Is It Time To Sell Microsoft, Netflix Or Apple?

by: Mycroft Friedrich

One of the major limitations of Quantitative Analysis is that it is very hard to know when to sell a stock. The reason for this is because most of your fellow investors do little if any research at all when they buy and sell. Therefore we are left with a situation where the actions of the market are mostly due to investor behavior. Since these investors do little if any research at all, they become extremely confused when things turn against them and they tend to panic.

So though we have done all our research and feel confident that we are in the best stocks, if panic erupts, then unfortunately we will go down just like everyone else proving why most money managers cannot beat the Indices. In the end we are just one investor in a sea of investors and though we may have the best stocks, in a panic we will suffer as well.

I have never been satisfied with the concept that I should suffer the same fate of my fellow investors, as I do a tremendous amount of work in researching my holdings and why should I suffer along with those who do little if any research at all?

A couple of years ago I introduced my Statistical Indicator Analysis (SIA) here on Seeking Alpha which you can read about by going here and since then I have improved my SIA-Charts significantly and will show everyone how my improved system works by analyzing Microsoft (NASDAQ:MSFT).

Recently just before Microsoft embarked on its recent run up in price, I wrote this article for Seeking Alpha that you can read by going here: and in it I explained from a quantitative and qualitative point of view why Microsoft was ready to take off. I was proved right in that the stock went from $26.59 on the day my article was published to close on April 27, 2012 at $31.98. I was able to prove then that the stock was attractive, but what about now? Is it still attractive or do we need to sell it?

Here is my SIA-Chart on Microsoft:

I was able to determine, from long hours of testing various averages, that if one bought a stock below its 3650 trading day moving average, there was a high probability of success in the majority of cases. But once you buy the stock, SIA was not able to help you much as to when to sell. Before we get into the selling part let me first explain the "Red", "Green" and "Purple" lines in the chart above.

Firstly going into this analysis one should be aware that not all companies are created equal and some have either superior products or great management at the helm and sometimes as is the case with Apple (NASDAQ:AAPL) you have both. The way to best determine the quality of an investment is to measure its growth rates. Basically I measure growth by using the following growth ratios:

1) MICHAELIS RATIO = (Yield + T.Rowe Price Ratio)

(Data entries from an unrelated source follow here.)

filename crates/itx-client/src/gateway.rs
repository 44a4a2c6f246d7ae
//! Gateway front door
//!
//! Turns the shard fleet's event callback into dispatches. Interactions are
//! acknowledged at the websocket layer already, so replies always go through
//! the REST callback.

use itx_core::Interaction;
use itx_dispatch::{Dispatcher, RestResponder, Routing};
use itx_gateway::{EventHandler, EventPacket};
use serde_json::Value;
use std::sync::Arc;

pub const INTERACTION_CREATE: &str = "INTERACTION_CREATE";

/// Event callback for a shard manager
///
/// Interaction creates are decoded and dispatched on their own task; every
/// other dispatch goes to `custom` when given.
pub fn event_handler(dispatcher: Arc<Dispatcher>, custom: Option<EventHandler>) -> EventHandler {
    Arc::new(move |shard_id: u16, packet: EventPacket| {
        if !packet.is_event(INTERACTION_CREATE) {
            if let Some(custom) = &custom {
                custom(shard_id, packet);
            }
            return;
        }

        let dispatcher = Arc::clone(&dispatcher);
        tokio::spawn(async move {
            handle_interaction(&dispatcher, shard_id, packet.d).await;
        });
    })
}

async fn handle_interaction(dispatcher: &Dispatcher, shard_id: u16, data: Value) {
    let mut interaction: Interaction = match serde_json::from_value(data) {
        Ok(interaction) => interaction,
        Err(err) => {
            tracing::warn!(shard_id, error = %err, "Failed to decode interaction");
            return;
        }
    };
    interaction.shard_id = Some(shard_id);

    let interaction_id = interaction.id;
    let responder = Arc::new(RestResponder::new(&interaction, Arc::clone(dispatcher.rest())));
    if dispatcher.dispatch(interaction, responder).await == Routing::Unhandled {
        tracing::trace!(shard_id, interaction_id = %interaction_id, "Interaction not handled");
    }
}
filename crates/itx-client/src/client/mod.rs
//! Bot client entry points
//!
//! Both clients wire the same pieces from a [`ClientConfig`]: the REST
//! collaborator, the handler registry and the dispatcher. They differ only in
//! the front door they run.

/// Registry access, hooks and command sync shared by both clients
macro_rules! client_operations {
    ($ty:ident) => {
        impl $ty {
            pub fn config(&self) -> &itx_common::ClientConfig {
                &self.parts.config
            }

            /// Registry for commands, handlers and waiters; clone the `Arc`
            /// into handlers that need to await components or modals
            pub fn registry(&self) -> &std::sync::Arc<itx_dispatch::HandlerRegistry> {
                &self.parts.registry
            }

            pub fn rest(&self) -> &std::sync::Arc<dyn itx_rest::RestHandler> {
                &self.parts.rest
            }

            /// Contexts given to commands registered without any
            pub fn with_default_contexts(self, contexts: Vec<itx_core::InteractionContextType>) -> Self {
                self.parts.registry.set_default_contexts(contexts);
                self
            }

            pub fn with_pre_command_hook(mut self, hook: itx_dispatch::PreCommandHook) -> Self {
                self.parts.dispatcher = self.parts.dispatcher.with_pre_command_hook(hook);
                self
            }

            pub fn with_post_command_hook(mut self, hook: itx_dispatch::PostCommandHook) -> Self {
                self.parts.dispatcher = self.parts.dispatcher.with_post_command_hook(hook);
                self
            }

            /// Handler for component interactions nothing else claimed
            pub fn with_component_handler(mut self, handler: itx_dispatch::ComponentHandler) -> Self {
                self.parts.dispatcher = self.parts.dispatcher.with_component_handler(handler);
                self
            }

            /// Handler for modal submissions nothing else claimed
            pub fn with_modal_handler(mut self, handler: itx_dispatch::ModalHandler) -> Self {
                self.parts.dispatcher = self.parts.dispatcher.with_modal_handler(handler);
                self
            }

            /// Bulk-overwrite the registered commands; globally when `guild_ids` is empty
            pub async fn sync_commands(
                &self,
                guild_ids: &[itx_core::Snowflake],
                filter: &itx_dispatch::CommandFilter,
            ) -> itx_common::ClientResult<()> {
                self.parts.sync_commands(guild_ids, filter).await
            }

            pub async fn send_message(
                &self,
                channel_id: itx_core::Snowflake,
                message: &itx_core::MessageData,
            ) -> itx_common::ClientResult<itx_core::Message> {
                use itx_rest::RestHandlerExt;
                Ok(self.parts.rest.create_message(channel_id, message).await?)
            }

            /// Send a plain-text message
            pub async fn send_linear_message(
                &self,
                channel_id: itx_core::Snowflake,
                content: impl Into<String>,
            ) -> itx_common::ClientResult<itx_core::Message> {
                self.send_message(channel_id, &itx_core::MessageData::text(content)).await
            }

            /// Open the user's DM channel and send into it
            ///
            /// Opening DM channels is heavily rate limited; prefer reusing the
            /// returned message's `channel_id`.
            pub async fn send_private_message(
                &self,
                user_id: itx_core::Snowflake,
                message: &itx_core::MessageData,
            ) -> itx_common::ClientResult<itx_core::Message> {
                use itx_rest::RestHandlerExt;
                let channel = self.parts.rest.create_dm_channel(user_id).await?;
                let mut sent = self.send_message(channel.id, message).await?;
                sent.channel_id = channel.id;
                Ok(sent)
            }

            pub async fn edit_message(
                &self,
                channel_id: itx_core::Snowflake,
                message_id: itx_core::Snowflake,
                message: &itx_core::MessageData,
            ) -> itx_common::ClientResult<()> {
                use itx_rest::RestHandlerExt;
                Ok(self.parts.rest.edit_message(channel_id, message_id, message).await?)
            }

            pub async fn delete_message(
                &self,
                channel_id: itx_core::Snowflake,
                message_id: itx_core::Snowflake,
            ) -> itx_common::ClientResult<()> {
                use itx_rest::RestHandlerExt;
                Ok(self.parts.rest.delete_message(channel_id, message_id).await?)
            }

            pub async fn crosspost_message(
                &self,
                channel_id: itx_core::Snowflake,
                message_id: itx_core::Snowflake,
            ) -> itx_common::ClientResult<()> {
                use itx_rest::RestHandlerExt;
                Ok(self.parts.rest.crosspost_message(channel_id, message_id).await?)
            }

            pub async fn fetch_user(
                &self,
                user_id: itx_core::Snowflake,
            ) -> itx_common::ClientResult<itx_core::User> {
                use itx_rest::RestHandlerExt;
                Ok(self.parts.rest.fetch_user(user_id).await?)
            }

            pub async fn fetch_member(
                &self,
                guild_id: itx_core::Snowflake,
                user_id: itx_core::Snowflake,
            ) -> itx_common::ClientResult<itx_core::Member> {
                use itx_rest::RestHandlerExt;
                Ok(self.parts.rest.fetch_member(guild_id, user_id).await?)
            }

            /// Round-trip time of a lightweight API request
            pub async fn ping(&self) -> itx_common::ClientResult<std::time::Duration> {
                use itx_rest::RestHandlerExt;
                let started = tokio::time::Instant::now();
                self.parts.rest.gateway().await?;
                Ok(started.elapsed())
            }
        }
    };
}

mod gateway;
mod http;

pub use gateway::GatewayClient;
pub use http::HttpClient;

use itx_common::{application_id_from_token, ClientConfig, ClientResult};
use itx_core::Snowflake;
use itx_dispatch::{CommandFilter, Dispatcher, HandlerRegistry};
use itx_rest::{RestHandler, RestHandlerExt};
use std::sync::Arc;

/// Pieces shared by both clients
struct ClientParts {
    config: ClientConfig,
    rest: Arc<dyn RestHandler>,
    registry: Arc<HandlerRegistry>,
    dispatcher: Dispatcher,
}

impl ClientParts {
    fn new(config: ClientConfig, rest: Arc<dyn RestHandler>) -> ClientResult<Self> {
        let application_id = application_id_from_token(&config.bot.token)?;
        let registry = Arc::new(HandlerRegistry::new(application_id));
        let dispatcher = Dispatcher::new(Arc::clone(&registry), Arc::clone(&rest));

        tracing::debug!(application_id = %application_id, "Client configured");

        Ok(Self {
            config,
            rest,
            registry,
            dispatcher,
        })
    }

    /// Bulk-overwrite the registered commands globally, or per guild
    async fn sync_commands(&self, guild_ids: &[Snowflake], filter: &CommandFilter) -> ClientResult<()> {
        let commands = self.registry.export_commands(filter);
        let application_id = self.registry.application_id();

        if guild_ids.is_empty() {
            self.rest
                .bulk_overwrite_commands(application_id, None, &commands)
                .await?;
            tracing::info!(commands = commands.len(), "Synced global commands");
            return Ok(());
        }

        for &guild_id in guild_ids {
            self.rest
                .bulk_overwrite_commands(application_id, Some(guild_id), &commands)
                .await?;
            tracing::info!(guild_id = %guild_id, commands = commands.len(), "Synced guild commands");
        }
        Ok(())
    }
}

George Michaelis was one of the greatest investors who ever lived and used this ratio to pick winners. Warren Buffett was his funds largest shareholder and bought 40% of Michaelis' Source Capital Closed end fund. Mr. Michaelis died from a tragic accident in his prime and will be sorely missed.

The Growth part of that ratio I named the T. Rowe Price Ratio:

T. ROWE PRICE GROWTH RATIO = (Return on Equity)(100% - Payout Ratio)

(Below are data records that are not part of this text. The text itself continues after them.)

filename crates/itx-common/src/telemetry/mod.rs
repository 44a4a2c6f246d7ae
//! Telemetry and tracing setup

mod tracing_setup;

pub use tracing_setup::{
    init_tracing, init_tracing_with_config, try_init_tracing, try_init_tracing_with_config,
    TracingConfig, TracingError,
};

T. Rowe Price was one of the fathers of Growth stock investing and this ratio is how I determine my growth rates in my work.

Therefore Microsoft should be considered a Growth Company because its T. Rowe Price ratio is as follows.

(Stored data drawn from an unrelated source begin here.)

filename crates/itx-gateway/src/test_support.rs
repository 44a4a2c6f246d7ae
//! In-memory gateway peer for shard and manager tests

use async_trait::async_trait;
use serde::Serialize;
use serde_json::Value;
use std::sync::atomic::{AtomicUsize, Ordering};
use tokio::sync::mpsc;

use crate::error::SocketError;
use crate::protocol::EventPacket;
use crate::socket::{Connector, Frame, FrameSink, FrameStream};

/// Hands every accepted connection to the test as a [`PeerConnection`]
pub(crate) struct ScriptedConnector {
    peers: mpsc::UnboundedSender<PeerConnection>,
    refuse: AtomicUsize,
}

impl ScriptedConnector {
    pub(crate) fn new() -> (Self, mpsc::UnboundedReceiver<PeerConnection>) {
        let (peers, accepted) = mpsc::unbounded_channel();
        let connector = Self {
            peers,
            refuse: AtomicUsize::new(0),
        };
        (connector, accepted)
    }

    /// Refuse the next `count` connection attempts
    pub(crate) fn refusing(self, count: usize) -> Self {
        self.refuse.store(count, Ordering::SeqCst);
        self
    }
}

#[async_trait]
impl Connector for ScriptedConnector {
    async fn connect(
        &self,
        url: &str,
    ) -> Result<(Box<dyn FrameSink>, Box<dyn FrameStream>), SocketError> {
        if self
            .refuse
            .fetch_update(Ordering::SeqCst, Ordering::SeqCst, |n| n.checked_sub(1))
            .is_ok()
        {
            return Err(SocketError::Transport("connection refused".to_string()));
        }

        let (to_client, client_rx) = mpsc::unbounded_channel();
        let (client_tx, from_client) = mpsc::unbounded_channel();

        self.peers
            .send(PeerConnection {
                url: url.to_string(),
                to_client,
                from_client,
            })
            .map_err(|_| SocketError::Transport("test peer dropped".to_string()))?;

        Ok((
            Box::new(ChannelSink(Some(client_tx))),
            Box::new(ChannelStream(client_rx)),
        ))
    }
}

/// Server side of one scripted connection
pub(crate) struct PeerConnection {
    pub(crate) url: String,
    to_client: mpsc::UnboundedSender<Frame>,
    from_client: mpsc::UnboundedReceiver<String>,
}

impl PeerConnection {
    pub(crate) fn send_json<T: Serialize>(&self, value: &T) {
        let text = serde_json::to_string(value).unwrap();
        // The client may already have gone away
        let _ = self.to_client.send(Frame::Text(text));
    }

    pub(crate) fn send(&self, packet: &EventPacket) {
        self.send_json(packet);
    }

    pub(crate) fn close_with(&self, code: u16) {
        let _ = self.to_client.send(Frame::Close {
            code: Some(code),
            reason: String::new(),
        });
    }

    pub(crate) async fn next_json(&mut self) -> Value {
        let text = self
            .from_client
            .recv()
            .await
            .expect("client closed before sending");
        serde_json::from_str(&text).unwrap()
    }

    pub(crate) async fn next_packet(&mut self) -> EventPacket {
        serde_json::from_value(self.next_json().await).unwrap()
    }

    /// Packets in arrival order; heartbeat and identify race after hello
    pub(crate) async fn next_packets(&mut self, count: usize) -> Vec<EventPacket> {
        let mut packets = Vec::with_capacity(count);
        for _ in 0..count {
            packets.push(self.next_packet().await);
        }
        packets
    }

    /// Whether the client closed its side, draining anything still queued
    pub(crate) async fn is_closed(&mut self) -> bool {
        while self.from_client.recv().await.is_some() {}
        true
    }
}

struct ChannelSink(Option<mpsc::UnboundedSender<String>>);

#[async_trait]
impl FrameSink for ChannelSink {
    async fn send_text(&mut self, text: String) -> Result<(), SocketError> {
        let sender = self.0.as_ref().ok_or(SocketError::NotConnected)?;
        sender
            .send(text)
            .map_err(|_| SocketError::Transport("peer gone".to_string()))
    }

    async fn close(&mut self) -> Result<(), SocketError> {
        self.0.take();
        Ok(())
    }
}

struct ChannelStream(mpsc::UnboundedReceiver<Frame>);

#[async_trait]
impl FrameStream for ChannelStream {
    async fn next_frame(&mut self) -> Option<Result<Frame, SocketError>> {
        self.0.recv().await.map(Ok)
    }
}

Return on Equity = net income/shareholder's equity = 38.23%

Payout Ratio = Dividends per share/ Earnings per share = .80/2.73 = 29%

T. Rowe Price Ratio = 38.23% x (100%-29%) = 38.23% x 71% = 27.14% growth rate

Therefore we would classify Microsoft as a Growth Stock and thus if its stock price were ever to break below the red line on our SIA-Chart above we would get a strong buy signal.

So a company with a 15% or higher growth rate needs to have its price fall below the red to be a buy. The Green line is the Low Growth stock line and a company with a 0%-10% growth rate would need to have its stock price fall below that line to be attractive. The green line is actually a 25% discount to the Red Line (SIA)

Finally the purple line is for negative growth companies that have negative T. Rowe Price Ratio results or a negative growth rate. For a company to be a buy there it would need to sell at a 65% discount to its SIA or Red Growth Line.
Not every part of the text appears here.